Data for this exercise Start Marker
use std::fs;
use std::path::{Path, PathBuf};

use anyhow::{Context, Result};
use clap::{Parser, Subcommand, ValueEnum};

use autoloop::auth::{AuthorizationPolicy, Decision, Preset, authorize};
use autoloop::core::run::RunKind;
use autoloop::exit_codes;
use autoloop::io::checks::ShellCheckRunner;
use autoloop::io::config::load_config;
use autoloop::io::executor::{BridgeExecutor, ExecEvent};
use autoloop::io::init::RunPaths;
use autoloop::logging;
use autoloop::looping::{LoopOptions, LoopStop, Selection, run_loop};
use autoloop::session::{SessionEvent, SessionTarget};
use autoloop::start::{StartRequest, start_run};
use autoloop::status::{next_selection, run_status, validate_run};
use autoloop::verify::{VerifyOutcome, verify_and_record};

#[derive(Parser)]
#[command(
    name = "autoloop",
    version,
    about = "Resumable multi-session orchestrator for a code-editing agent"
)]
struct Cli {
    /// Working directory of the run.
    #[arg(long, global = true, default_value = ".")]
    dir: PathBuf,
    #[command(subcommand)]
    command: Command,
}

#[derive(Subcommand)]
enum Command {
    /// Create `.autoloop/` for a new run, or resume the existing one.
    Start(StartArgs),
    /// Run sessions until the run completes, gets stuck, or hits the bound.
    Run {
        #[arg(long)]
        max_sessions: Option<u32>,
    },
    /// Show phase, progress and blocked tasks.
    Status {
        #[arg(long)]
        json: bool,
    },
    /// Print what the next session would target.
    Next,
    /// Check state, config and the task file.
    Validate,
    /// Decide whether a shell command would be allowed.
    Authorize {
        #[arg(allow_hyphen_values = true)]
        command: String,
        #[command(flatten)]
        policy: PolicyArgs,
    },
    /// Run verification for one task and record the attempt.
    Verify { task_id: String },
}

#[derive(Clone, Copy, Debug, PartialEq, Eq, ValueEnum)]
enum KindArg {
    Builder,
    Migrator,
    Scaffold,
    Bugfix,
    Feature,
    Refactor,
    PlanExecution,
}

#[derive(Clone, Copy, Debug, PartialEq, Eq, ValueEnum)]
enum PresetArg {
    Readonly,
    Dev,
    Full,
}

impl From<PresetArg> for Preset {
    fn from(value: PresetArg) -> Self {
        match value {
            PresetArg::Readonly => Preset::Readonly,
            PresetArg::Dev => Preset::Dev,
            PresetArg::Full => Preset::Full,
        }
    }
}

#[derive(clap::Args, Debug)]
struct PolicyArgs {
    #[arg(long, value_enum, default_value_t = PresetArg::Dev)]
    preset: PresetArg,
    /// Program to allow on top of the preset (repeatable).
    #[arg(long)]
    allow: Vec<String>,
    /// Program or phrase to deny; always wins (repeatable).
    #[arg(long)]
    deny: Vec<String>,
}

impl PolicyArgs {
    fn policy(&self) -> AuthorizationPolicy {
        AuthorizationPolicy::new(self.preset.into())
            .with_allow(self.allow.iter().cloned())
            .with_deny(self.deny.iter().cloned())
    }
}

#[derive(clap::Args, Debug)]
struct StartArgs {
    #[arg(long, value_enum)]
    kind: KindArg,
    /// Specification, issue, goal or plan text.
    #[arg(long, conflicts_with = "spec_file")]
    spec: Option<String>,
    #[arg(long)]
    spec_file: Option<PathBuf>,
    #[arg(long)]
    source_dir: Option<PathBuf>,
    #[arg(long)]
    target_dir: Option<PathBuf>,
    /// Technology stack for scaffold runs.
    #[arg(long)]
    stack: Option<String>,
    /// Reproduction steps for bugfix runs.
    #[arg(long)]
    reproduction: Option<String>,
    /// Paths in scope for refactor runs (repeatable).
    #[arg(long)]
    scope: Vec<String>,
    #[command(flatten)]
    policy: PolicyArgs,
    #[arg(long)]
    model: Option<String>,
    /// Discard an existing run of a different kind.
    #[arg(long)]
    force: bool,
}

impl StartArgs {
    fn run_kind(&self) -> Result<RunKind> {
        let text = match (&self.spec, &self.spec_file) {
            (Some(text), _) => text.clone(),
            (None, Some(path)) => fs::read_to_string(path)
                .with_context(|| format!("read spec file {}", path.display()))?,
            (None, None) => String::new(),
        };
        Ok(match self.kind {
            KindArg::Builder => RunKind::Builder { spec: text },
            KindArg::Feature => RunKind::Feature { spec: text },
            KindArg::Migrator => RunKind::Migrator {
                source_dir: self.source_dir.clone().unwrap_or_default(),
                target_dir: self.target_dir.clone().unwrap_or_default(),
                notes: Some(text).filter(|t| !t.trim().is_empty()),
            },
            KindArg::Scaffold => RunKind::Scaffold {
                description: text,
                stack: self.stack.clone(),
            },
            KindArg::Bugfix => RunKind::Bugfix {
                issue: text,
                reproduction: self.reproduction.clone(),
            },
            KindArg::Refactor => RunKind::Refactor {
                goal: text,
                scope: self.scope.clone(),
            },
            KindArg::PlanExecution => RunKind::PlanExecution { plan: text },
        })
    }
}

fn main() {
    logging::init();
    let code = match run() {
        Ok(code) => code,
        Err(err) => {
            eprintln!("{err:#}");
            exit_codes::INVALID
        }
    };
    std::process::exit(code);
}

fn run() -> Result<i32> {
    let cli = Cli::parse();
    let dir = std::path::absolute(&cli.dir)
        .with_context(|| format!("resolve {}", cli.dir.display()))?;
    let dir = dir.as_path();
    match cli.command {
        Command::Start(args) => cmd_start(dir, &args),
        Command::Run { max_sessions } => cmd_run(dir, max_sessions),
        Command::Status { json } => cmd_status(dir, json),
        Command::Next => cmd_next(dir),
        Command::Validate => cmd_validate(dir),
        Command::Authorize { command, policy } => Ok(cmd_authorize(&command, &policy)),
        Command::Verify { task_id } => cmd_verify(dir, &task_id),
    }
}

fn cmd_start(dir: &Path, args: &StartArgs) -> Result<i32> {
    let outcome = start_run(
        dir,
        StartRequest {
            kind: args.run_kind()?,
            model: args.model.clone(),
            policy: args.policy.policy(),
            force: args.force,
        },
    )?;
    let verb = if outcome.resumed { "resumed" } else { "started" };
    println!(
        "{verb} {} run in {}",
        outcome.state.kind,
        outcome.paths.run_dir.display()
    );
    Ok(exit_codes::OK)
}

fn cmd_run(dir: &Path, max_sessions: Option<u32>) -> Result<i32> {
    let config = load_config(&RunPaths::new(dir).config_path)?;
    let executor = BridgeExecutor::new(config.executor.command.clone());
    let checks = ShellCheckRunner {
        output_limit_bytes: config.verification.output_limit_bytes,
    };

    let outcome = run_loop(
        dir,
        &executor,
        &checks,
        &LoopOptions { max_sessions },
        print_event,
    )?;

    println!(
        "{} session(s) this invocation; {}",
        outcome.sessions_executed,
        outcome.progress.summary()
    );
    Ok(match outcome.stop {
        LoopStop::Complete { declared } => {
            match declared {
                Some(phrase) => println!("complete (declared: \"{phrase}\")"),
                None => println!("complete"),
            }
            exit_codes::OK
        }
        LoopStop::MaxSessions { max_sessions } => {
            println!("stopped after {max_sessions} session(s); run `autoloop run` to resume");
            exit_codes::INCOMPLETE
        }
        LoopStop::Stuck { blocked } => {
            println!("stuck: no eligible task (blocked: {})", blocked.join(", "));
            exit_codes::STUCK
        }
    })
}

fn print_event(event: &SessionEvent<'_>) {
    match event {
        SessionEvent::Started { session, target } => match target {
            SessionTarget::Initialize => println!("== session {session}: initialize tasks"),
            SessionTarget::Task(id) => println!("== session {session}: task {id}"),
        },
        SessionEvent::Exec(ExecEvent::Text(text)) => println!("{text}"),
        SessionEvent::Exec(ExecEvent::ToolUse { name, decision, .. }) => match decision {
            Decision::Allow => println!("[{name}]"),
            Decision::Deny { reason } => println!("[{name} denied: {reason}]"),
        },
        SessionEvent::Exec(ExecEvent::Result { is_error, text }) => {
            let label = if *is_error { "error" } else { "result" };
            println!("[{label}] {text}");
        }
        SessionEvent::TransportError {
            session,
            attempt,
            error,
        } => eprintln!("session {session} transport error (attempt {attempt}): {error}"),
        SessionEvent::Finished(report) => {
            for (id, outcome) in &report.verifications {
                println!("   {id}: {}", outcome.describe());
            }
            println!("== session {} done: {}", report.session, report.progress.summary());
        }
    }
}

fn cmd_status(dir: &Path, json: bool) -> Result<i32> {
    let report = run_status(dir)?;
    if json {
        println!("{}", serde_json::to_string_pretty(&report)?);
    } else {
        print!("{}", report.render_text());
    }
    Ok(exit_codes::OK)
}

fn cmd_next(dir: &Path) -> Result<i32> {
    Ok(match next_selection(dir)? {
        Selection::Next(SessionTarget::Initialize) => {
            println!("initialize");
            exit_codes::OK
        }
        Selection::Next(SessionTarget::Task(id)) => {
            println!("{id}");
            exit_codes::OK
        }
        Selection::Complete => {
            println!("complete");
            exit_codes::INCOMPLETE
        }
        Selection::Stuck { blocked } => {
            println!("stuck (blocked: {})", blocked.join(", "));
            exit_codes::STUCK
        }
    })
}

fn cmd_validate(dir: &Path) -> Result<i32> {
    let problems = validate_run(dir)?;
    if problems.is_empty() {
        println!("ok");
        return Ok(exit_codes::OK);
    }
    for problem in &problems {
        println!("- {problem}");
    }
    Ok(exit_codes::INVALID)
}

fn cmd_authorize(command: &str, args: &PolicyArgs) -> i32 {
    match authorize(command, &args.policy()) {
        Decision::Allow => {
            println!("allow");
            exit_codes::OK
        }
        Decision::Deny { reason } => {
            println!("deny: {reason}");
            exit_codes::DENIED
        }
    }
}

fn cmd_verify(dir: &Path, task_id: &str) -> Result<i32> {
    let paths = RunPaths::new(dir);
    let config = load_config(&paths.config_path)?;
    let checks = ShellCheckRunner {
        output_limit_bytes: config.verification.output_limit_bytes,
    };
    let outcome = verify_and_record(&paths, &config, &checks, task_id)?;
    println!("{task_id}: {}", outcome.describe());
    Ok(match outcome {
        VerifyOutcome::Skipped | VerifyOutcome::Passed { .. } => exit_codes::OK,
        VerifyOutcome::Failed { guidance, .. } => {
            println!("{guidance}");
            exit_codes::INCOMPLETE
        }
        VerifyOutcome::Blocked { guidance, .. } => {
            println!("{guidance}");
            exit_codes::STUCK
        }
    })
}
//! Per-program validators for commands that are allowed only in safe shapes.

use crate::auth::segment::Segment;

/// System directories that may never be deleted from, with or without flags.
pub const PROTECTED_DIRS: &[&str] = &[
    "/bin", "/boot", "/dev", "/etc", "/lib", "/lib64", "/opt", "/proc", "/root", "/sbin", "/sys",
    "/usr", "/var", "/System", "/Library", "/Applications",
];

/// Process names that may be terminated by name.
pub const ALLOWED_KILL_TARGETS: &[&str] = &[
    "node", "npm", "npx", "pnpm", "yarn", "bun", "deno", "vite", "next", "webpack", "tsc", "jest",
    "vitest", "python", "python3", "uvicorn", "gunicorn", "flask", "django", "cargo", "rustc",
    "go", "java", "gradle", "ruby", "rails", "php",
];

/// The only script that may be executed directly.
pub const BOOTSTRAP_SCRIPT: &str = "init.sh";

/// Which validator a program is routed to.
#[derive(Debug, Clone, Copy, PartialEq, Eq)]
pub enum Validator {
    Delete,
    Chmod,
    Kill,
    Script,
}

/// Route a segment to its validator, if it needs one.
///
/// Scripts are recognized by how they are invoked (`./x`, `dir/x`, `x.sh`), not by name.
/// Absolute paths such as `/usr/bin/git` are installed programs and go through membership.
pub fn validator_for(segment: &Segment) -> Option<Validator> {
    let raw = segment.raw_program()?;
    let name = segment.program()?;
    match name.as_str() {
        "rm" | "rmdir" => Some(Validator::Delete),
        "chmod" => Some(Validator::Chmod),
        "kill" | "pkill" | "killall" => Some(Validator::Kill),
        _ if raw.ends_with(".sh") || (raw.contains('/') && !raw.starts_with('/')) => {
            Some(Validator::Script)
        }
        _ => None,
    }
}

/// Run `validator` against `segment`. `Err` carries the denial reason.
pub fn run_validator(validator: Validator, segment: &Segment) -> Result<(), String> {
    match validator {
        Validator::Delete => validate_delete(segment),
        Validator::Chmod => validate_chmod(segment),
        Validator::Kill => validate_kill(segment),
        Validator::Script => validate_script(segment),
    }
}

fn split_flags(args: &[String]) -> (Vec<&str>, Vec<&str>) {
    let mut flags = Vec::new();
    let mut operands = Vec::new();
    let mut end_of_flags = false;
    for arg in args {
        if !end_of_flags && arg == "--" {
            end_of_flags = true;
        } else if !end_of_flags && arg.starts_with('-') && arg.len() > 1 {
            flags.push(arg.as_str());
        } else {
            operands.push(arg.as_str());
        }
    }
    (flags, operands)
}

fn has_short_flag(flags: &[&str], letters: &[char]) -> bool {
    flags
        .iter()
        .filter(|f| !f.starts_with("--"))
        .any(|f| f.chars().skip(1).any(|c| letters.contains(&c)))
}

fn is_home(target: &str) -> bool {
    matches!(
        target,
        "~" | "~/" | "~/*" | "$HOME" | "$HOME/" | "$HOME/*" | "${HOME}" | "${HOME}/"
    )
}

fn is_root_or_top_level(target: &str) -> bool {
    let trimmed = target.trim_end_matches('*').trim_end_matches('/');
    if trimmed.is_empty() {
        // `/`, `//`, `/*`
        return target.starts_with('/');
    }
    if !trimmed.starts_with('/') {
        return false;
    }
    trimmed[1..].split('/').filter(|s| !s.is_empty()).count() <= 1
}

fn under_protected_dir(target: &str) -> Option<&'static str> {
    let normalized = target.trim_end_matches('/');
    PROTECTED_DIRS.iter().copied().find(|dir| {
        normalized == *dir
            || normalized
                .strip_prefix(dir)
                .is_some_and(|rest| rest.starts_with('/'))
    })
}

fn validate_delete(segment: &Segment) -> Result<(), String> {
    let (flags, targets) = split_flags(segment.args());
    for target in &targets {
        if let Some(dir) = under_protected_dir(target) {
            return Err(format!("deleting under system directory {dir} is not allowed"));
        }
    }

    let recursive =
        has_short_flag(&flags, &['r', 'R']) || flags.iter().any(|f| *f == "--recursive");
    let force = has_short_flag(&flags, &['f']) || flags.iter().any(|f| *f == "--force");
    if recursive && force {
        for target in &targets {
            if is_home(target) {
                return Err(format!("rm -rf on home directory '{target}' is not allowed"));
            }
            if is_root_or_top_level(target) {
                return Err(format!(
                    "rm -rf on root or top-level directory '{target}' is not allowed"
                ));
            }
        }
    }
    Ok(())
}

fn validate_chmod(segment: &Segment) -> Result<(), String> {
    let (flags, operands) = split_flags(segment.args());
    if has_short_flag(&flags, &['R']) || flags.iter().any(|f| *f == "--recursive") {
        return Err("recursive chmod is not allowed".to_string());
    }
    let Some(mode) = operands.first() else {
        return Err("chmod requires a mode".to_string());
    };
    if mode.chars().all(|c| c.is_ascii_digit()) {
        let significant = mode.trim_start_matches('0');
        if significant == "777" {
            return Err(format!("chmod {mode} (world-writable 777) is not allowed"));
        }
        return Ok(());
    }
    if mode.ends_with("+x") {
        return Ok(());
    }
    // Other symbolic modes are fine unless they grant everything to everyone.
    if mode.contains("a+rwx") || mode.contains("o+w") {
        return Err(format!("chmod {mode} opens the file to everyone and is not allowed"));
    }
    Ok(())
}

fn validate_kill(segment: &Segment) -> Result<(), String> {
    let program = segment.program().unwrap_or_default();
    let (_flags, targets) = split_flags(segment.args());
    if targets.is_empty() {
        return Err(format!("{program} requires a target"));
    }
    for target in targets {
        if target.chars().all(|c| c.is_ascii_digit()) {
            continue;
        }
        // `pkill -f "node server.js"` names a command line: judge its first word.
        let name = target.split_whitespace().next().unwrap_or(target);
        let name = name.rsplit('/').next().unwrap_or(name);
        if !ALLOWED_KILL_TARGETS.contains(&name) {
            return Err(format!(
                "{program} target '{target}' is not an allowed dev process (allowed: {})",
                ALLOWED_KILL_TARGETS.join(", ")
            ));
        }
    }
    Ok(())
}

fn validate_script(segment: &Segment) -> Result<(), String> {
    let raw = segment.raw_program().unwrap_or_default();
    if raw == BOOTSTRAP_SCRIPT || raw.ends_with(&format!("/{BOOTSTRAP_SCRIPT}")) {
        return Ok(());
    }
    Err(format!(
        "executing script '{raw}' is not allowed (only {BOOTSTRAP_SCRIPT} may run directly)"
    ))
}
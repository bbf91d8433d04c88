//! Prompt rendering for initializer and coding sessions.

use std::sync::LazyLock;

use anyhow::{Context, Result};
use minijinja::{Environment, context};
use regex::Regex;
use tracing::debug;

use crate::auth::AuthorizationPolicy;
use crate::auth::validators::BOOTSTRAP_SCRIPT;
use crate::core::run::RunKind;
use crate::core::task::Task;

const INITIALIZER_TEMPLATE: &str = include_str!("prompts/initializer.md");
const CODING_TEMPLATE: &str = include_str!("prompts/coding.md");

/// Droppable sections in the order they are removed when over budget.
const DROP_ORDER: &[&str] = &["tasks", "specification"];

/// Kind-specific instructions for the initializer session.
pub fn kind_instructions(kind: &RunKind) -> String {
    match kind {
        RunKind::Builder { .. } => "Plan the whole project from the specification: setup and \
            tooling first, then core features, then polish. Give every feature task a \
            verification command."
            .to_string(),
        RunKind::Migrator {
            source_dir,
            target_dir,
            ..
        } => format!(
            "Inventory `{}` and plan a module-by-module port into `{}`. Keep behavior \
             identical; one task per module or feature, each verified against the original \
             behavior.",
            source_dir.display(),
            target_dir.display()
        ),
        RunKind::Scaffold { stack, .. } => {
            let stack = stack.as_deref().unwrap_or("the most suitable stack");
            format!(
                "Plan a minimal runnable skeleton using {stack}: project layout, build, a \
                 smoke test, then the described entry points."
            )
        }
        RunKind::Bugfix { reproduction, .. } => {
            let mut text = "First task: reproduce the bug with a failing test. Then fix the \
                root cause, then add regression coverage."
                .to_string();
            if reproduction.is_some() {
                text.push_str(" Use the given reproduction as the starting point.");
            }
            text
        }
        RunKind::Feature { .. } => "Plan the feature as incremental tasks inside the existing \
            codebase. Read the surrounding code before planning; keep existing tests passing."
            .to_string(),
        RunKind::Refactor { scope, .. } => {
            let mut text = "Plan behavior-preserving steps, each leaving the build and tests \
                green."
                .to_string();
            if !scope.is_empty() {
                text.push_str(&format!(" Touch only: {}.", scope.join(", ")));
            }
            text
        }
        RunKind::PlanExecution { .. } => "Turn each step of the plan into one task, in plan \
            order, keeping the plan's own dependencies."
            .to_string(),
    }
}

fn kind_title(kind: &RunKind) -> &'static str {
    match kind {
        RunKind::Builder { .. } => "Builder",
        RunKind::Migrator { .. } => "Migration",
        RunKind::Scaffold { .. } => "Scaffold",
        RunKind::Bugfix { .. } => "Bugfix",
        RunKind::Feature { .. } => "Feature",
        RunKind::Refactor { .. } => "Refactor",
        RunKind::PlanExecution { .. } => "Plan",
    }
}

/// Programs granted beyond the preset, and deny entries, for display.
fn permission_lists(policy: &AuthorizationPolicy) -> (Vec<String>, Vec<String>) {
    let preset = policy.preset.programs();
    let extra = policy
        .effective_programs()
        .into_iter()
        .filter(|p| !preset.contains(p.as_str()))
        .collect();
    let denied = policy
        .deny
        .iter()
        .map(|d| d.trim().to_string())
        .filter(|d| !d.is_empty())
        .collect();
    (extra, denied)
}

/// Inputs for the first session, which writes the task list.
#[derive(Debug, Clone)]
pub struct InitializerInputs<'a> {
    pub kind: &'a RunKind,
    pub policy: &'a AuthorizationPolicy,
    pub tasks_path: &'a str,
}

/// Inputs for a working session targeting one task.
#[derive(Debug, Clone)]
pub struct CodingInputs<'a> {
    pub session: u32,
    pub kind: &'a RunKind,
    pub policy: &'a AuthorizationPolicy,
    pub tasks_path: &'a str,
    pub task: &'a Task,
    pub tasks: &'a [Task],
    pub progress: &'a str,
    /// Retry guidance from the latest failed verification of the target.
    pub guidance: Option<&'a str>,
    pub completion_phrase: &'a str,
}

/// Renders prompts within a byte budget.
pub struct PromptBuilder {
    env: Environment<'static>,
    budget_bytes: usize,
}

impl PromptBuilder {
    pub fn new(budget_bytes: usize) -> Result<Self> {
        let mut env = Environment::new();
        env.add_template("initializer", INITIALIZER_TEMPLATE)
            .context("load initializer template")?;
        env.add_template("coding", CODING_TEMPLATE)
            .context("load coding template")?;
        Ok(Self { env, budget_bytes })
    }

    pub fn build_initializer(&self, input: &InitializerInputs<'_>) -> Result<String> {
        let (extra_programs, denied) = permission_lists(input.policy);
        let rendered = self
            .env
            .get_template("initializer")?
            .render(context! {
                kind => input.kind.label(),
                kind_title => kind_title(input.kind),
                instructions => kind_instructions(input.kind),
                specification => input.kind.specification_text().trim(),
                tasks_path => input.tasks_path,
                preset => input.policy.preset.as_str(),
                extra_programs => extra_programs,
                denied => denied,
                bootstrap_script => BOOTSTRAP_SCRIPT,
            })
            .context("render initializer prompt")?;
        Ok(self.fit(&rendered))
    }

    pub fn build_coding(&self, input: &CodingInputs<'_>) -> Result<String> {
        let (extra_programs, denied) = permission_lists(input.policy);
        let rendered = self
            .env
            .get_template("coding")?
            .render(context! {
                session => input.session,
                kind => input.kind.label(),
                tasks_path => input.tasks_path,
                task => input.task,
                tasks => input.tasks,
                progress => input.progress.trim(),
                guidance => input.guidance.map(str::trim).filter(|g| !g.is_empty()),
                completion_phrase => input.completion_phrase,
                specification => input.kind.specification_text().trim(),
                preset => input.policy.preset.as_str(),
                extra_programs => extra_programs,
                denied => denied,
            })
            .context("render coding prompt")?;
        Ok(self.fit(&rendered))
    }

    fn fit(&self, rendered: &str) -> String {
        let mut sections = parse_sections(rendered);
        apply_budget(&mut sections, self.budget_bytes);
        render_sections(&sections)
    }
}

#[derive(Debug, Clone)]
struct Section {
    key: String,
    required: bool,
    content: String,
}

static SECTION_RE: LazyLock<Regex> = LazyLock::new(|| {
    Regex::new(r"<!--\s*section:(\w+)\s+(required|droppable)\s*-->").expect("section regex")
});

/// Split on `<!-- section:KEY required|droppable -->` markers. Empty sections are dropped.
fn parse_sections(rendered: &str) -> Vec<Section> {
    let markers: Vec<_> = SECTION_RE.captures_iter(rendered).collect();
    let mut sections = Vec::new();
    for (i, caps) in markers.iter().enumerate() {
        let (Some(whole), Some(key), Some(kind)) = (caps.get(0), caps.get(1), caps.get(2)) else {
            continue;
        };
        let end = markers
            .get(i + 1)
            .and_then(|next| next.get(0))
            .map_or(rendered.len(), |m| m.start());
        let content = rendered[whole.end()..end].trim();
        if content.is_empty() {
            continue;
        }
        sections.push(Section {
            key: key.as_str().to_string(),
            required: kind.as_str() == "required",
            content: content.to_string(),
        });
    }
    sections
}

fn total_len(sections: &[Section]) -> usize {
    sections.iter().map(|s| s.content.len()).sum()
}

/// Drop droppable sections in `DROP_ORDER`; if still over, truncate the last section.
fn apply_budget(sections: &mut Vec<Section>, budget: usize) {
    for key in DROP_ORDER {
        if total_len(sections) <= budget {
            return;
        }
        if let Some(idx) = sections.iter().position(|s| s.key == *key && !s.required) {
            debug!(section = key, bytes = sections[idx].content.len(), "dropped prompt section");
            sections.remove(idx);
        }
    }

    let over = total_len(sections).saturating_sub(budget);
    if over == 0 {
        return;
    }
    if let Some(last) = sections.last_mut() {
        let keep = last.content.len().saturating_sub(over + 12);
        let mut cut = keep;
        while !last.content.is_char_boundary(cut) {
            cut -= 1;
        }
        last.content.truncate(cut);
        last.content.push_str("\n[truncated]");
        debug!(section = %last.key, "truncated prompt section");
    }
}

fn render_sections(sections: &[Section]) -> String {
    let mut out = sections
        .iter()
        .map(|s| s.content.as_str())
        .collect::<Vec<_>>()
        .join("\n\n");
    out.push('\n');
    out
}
Data for this exercise End Marker
*Your task*: Locate all lines in the listing above with the word "LoopStop". Copy them.

*Reply*:
use autoloop::looping::{LoopOptions, LoopStop, Selection, run_loop};
        LoopStop::Complete { declared } => {
        LoopStop::MaxSessions { max_sessions } => {
        LoopStop::Stuck { blocked } => {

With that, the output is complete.